[Raw data Boundary: Start]
//! Watercolor splodges
//!
//! A splodge is a regular polygon whose edges are recursively subdivided
//! with normally distributed midpoint displacement, filled at very low
//! alpha. A stroke lays splodges along the recent trail, older ones wider
//! and fainter, so pigment appears to bleed outwards.

use artboard_config::DEFAULT_STROKE_WIDTH;

use super::Tool;
use crate::constants::{
    DEFORM_DEPTH, DEFORM_VARIANCE_DIVISOR, WATERCOLOR_ALPHA_FALLOFF, WATERCOLOR_BASE_ALPHA,
    WATERCOLOR_START_SCALE, WATERCOLOR_TRAIL,
};
use crate::context::PaintContext;
use crate::cursor::CursorHint;
use crate::random::StrokeRng;
use crate::types::{CompositeMode, Point, Rgba};

use std::f32::consts::TAU;

/// Smallest polygon a splodge starts from
const MIN_SPLODGE_SIDES: usize = 3;

/// Vertices of a regular polygon, the first one a single step past angle 0
pub fn make_polygon(center: Point, sides: usize, radius: f32) -> Vec<Point> {
    if sides == 0 {
        return Vec::new();
    }
    let increment = TAU / sides as f32;
    (1..=sides)
        .map(|i| {
            let angle = increment * i as f32;
            Point::new(radius * angle.cos() + center.x, radius * angle.sin() + center.y)
        })
        .collect()
}

/// Subdivide every edge `depth` times, displacing each new midpoint by a
/// normal sample scaled by `variance`; variance is divided by `vdiv` per
/// level. The original vertices are kept in order; depth 0 returns them
/// unchanged.
pub fn deform_polygon(
    points: &[Point],
    depth: u32,
    variance: f32,
    vdiv: f32,
    rng: &mut StrokeRng,
) -> Vec<Point> {
    let n = points.len();
    let mut out = Vec::with_capacity(n << depth.min(16));
    for (i, &current) in points.iter().enumerate() {
        let next = points[(i + 1) % n];
        out.push(current);
        subdivide(current, next, depth, variance, vdiv, rng, &mut out);
    }
    out
}

fn subdivide(
    from: Point,
    to: Point,
    depth: u32,
    variance: f32,
    vdiv: f32,
    rng: &mut StrokeRng,
    out: &mut Vec<Point>,
) {
    if depth == 0 {
        return;
    }
    let mid = from.midpoint(to);
    let nudged = Point::new(mid.x + rng.normal() * variance, mid.y + rng.normal() * variance);

    subdivide(from, nudged, depth - 1, variance / vdiv, vdiv, rng, out);
    out.push(nudged);
    subdivide(nudged, to, depth - 1, variance / vdiv, vdiv, rng, out);
}

/// Outline of one splodge of the given radius
pub fn get_splodge(center: Point, sides: usize, radius: f32, rng: &mut StrokeRng) -> Vec<Point> {
    let polygon = make_polygon(center, sides, radius);
    deform_polygon(&polygon, DEFORM_DEPTH, radius / 10.0, DEFORM_VARIANCE_DIVISOR, rng)
}

/// Fill one splodge centred on `point`
pub fn splodge_at_point(point: Point, width: f32, ctx: &mut dyn PaintContext, rng: &mut StrokeRng) {
    let sides = ((width / 5.0).round() as usize).max(MIN_SPLODGE_SIDES);
    ctx.begin_path();
    for vertex in get_splodge(point, sides, width, rng) {
        ctx.line_to(vertex);
    }
    ctx.close_path();
    ctx.fill();
}

/// Splodges at up to `trail` of the most recent points, every third one
/// back, fading from the base alpha and widening with age
///
/// Global alpha is left at the last splodge's value; the tool restores it
/// when the stroke ends.
pub fn splodge_trail(
    points: &[Point],
    width: f32,
    trail: usize,
    ctx: &mut dyn PaintContext,
    rng: &mut StrokeRng,
) {
    let len = points.len();
    let count = (trail as f32).min(len as f32 / 3.0);
    let mut i = 0usize;
    while (i as f32) < count {
        let age = i as f32;
        ctx.set_global_alpha(WATERCOLOR_BASE_ALPHA - (WATERCOLOR_ALPHA_FALLOFF / count) * age);
        splodge_at_point(points[len - i * 3 - 1], width + (width / count) * age, ctx, rng);
        i += 1;
    }
}

#[derive(Debug, Clone)]
pub struct Watercolor {
    color: Rgba,
    width: f32,
    trail: Vec<Point>,
    rng: StrokeRng,
}

impl Watercolor {
    pub fn new(color: Rgba, width: f32) -> Self {
        Self {
            color,
            width,
            trail: Vec::new(),
            rng: StrokeRng::default(),
        }
    }

    pub fn with_rng(mut self, rng: StrokeRng) -> Self {
        self.rng = rng;
        self
    }

    pub fn trail(&self) -> &[Point] {
        &self.trail
    }
}

impl Default for Watercolor {
    fn default() -> Self {
        Self::new(Rgba::BLACK, DEFAULT_STROKE_WIDTH)
    }
}

impl Tool for Watercolor {
    fn name(&self) -> &str {
        "Watercolor"
    }

    fn cursor(&self) -> Option<CursorHint> {
        Some(CursorHint::circle(self.width))
    }

    /// A tap still leaves one faint splodge
    fn start_stroke(&mut self, point: Point, ctx: &mut dyn PaintContext) {
        ctx.set_fill_style(self.color);
        ctx.set_shadow_color(self.color);
        ctx.set_global_alpha(WATERCOLOR_BASE_ALPHA);
        self.trail.clear();
        self.trail.push(point);
        splodge_trail(&self.trail, self.width * WATERCOLOR_START_SCALE, 1, ctx, &mut self.rng);
    }

    fn continue_stroke(&mut self, point: Point, ctx: &mut dyn PaintContext) {
        self.trail.push(point);
        splodge_trail(&self.trail, self.width, WATERCOLOR_TRAIL, ctx, &mut self.rng);
    }

    fn end_stroke(&mut self, ctx: &mut dyn PaintContext) {
        self.trail.clear();
        ctx.set_global_alpha(1.0);
        ctx.set_composite(CompositeMode::SourceOver);
    }
}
[Raw data Boundary: End]
**Task instructions:** Each entry above must be repeated exactly, with nothing dropped.

**Written answer:**
//! Watercolor splodges
//!
//! A splodge is a regular polygon whose edges are recursively subdivided
//! with normally distributed midpoint displacement, filled at very low
//! alpha. A stroke lays splodges along the recent trail, older ones wider
//! and fainter, so pigment appears to bleed outwards.

use artboard_config::DEFAULT_STROKE_WIDTH;

use super::Tool;
use crate::constants::{
    DEFORM_DEPTH, DEFORM_VARIANCE_DIVISOR, WATERCOLOR_ALPHA_FALLOFF, WATERCOLOR_BASE_ALPHA,
    WATERCOLOR_START_SCALE, WATERCOLOR_TRAIL,
};
use crate::context::PaintContext;
use crate::cursor::CursorHint;
use crate::random::StrokeRng;
use crate::types::{CompositeMode, Point, Rgba};

use std::f32::consts::TAU;

/// Smallest polygon a splodge starts from
const MIN_SPLODGE_SIDES: usize = 3;

/// Vertices of a regular polygon, the first one a single step past angle 0
pub fn make_polygon(center: Point, sides: usize, radius: f32) -> Vec<Point> {
    if sides == 0 {
        return Vec::new();
    }
    let increment = TAU / sides as f32;
    (1..=sides)
        .map(|i| {
            let angle = increment * i as f32;
            Point::new(radius * angle.cos() + center.x, radius * angle.sin() + center.y)
        })
        .collect()
}

/// Subdivide every edge `depth` times, displacing each new midpoint by a
/// normal sample scaled by `variance`; variance is divided by `vdiv` per
/// level. The original vertices are kept in order; depth 0 returns them
/// unchanged.
pub fn deform_polygon(
    points: &[Point],
    depth: u32,
    variance: f32,
    vdiv: f32,
    rng: &mut StrokeRng,
) -> Vec<Point> {
    let n = points.len();
    let mut out = Vec::with_capacity(n << depth.min(16));
    for (i, &current) in points.iter().enumerate() {
        let next = points[(i + 1) % n];
        out.push(current);
        subdivide(current, next, depth, variance, vdiv, rng, &mut out);
    }
    out
}

fn subdivide(
    from: Point,
    to: Point,
    depth: u32,
    variance: f32,
    vdiv: f32,
    rng: &mut StrokeRng,
    out: &mut Vec<Point>,
) {
    if depth == 0 {
        return;
    }
    let mid = from.midpoint(to);
    let nudged = Point::new(mid.x + rng.normal() * variance, mid.y + rng.normal() * variance);

    subdivide(from, nudged, depth - 1, variance / vdiv, vdiv, rng, out);
    out.push(nudged);
    subdivide(nudged, to, depth - 1, variance / vdiv, vdiv, rng, out);
}

/// Outline of one splodge of the given radius
pub fn get_splodge(center: Point, sides: usize, radius: f32, rng: &mut StrokeRng) -> Vec<Point> {
    let polygon = make_polygon(center, sides, radius);
    deform_polygon(&polygon, DEFORM_DEPTH, radius / 10.0, DEFORM_VARIANCE_DIVISOR, rng)
}

/// Fill one splodge centred on `point`
pub fn splodge_at_point(point: Point, width: f32, ctx: &mut dyn PaintContext, rng: &mut StrokeRng) {
    let sides = ((width / 5.0).round() as usize).max(MIN_SPLODGE_SIDES);
    ctx.begin_path();
    for vertex in get_splodge(point, sides, width, rng) {
        ctx.line_to(vertex);
    }
    ctx.close_path();
    ctx.fill();
}

/// Splodges at up to `trail` of the most recent points, every third one
/// back, fading from the base alpha and widening with age
///
/// Global alpha is left at the last splodge's value; the tool restores it
/// when the stroke ends.
pub fn splodge_trail(
    points: &[Point],
    width: f32,
    trail: usize,
    ctx: &mut dyn PaintContext,
    rng: &mut StrokeRng,
) {
    let len = points.len();
    let count = (trail as f32).min(len as f32 / 3.0);
    let mut i = 0usize;
    while (i as f32) < count {
        let age = i as f32;
        ctx.set_global_alpha(WATERCOLOR_BASE_ALPHA - (WATERCOLOR_ALPHA_FALLOFF / count) * age);
        splodge_at_point(points[len - i * 3 - 1], width + (width / count) * age, ctx, rng);
        i += 1;
    }
}

#[derive(Debug, Clone)]
pub struct Watercolor {
    color: Rgba,
    width: f32,
    trail: Vec<Point>,
    rng: StrokeRng,
}

impl Watercolor {
    pub fn new(color: Rgba, width: f32) -> Self {
        Self {
            color,
            width,
            trail: Vec::new(),
            rng: StrokeRng::default(),
        }
    }

    pub fn with_rng(mut self, rng: StrokeRng) -> Self {
        self.rng = rng;
        self
    }

    pub fn trail(&self) -> &[Point] {
        &self.trail
    }
}

impl Default for Watercolor {
    fn default() -> Self {
        Self::new(Rgba::BLACK, DEFAULT_STROKE_WIDTH)
    }
}

impl Tool for Watercolor {
    fn name(&self) -> &str {
        "Watercolor"
    }

    fn cursor(&self) -> Option<CursorHint> {
        Some(CursorHint::circle(self.width))
    }

    /// A tap still leaves one faint splodge
    fn start_stroke(&mut self, point: Point, ctx: &mut dyn PaintContext) {
        ctx.set_fill_style(self.color);
        ctx.set_shadow_color(self.color);
        ctx.set_global_alpha(WATERCOLOR_BASE_ALPHA);
        self.trail.clear();
        self.trail.push(point);
        splodge_trail(&self.trail, self.width * WATERCOLOR_START_SCALE, 1, ctx, &mut self.rng);
    }

    fn continue_stroke(&mut self, point: Point, ctx: &mut dyn PaintContext) {
        self.trail.push(point);
        splodge_trail(&self.trail, self.width, WATERCOLOR_TRAIL, ctx, &mut self.rng);
    }

    fn end_stroke(&mut self, ctx: &mut dyn PaintContext) {
        self.trail.clear();
        ctx.set_global_alpha(1.0);
        ctx.set_composite(CompositeMode::SourceOver);
    }
}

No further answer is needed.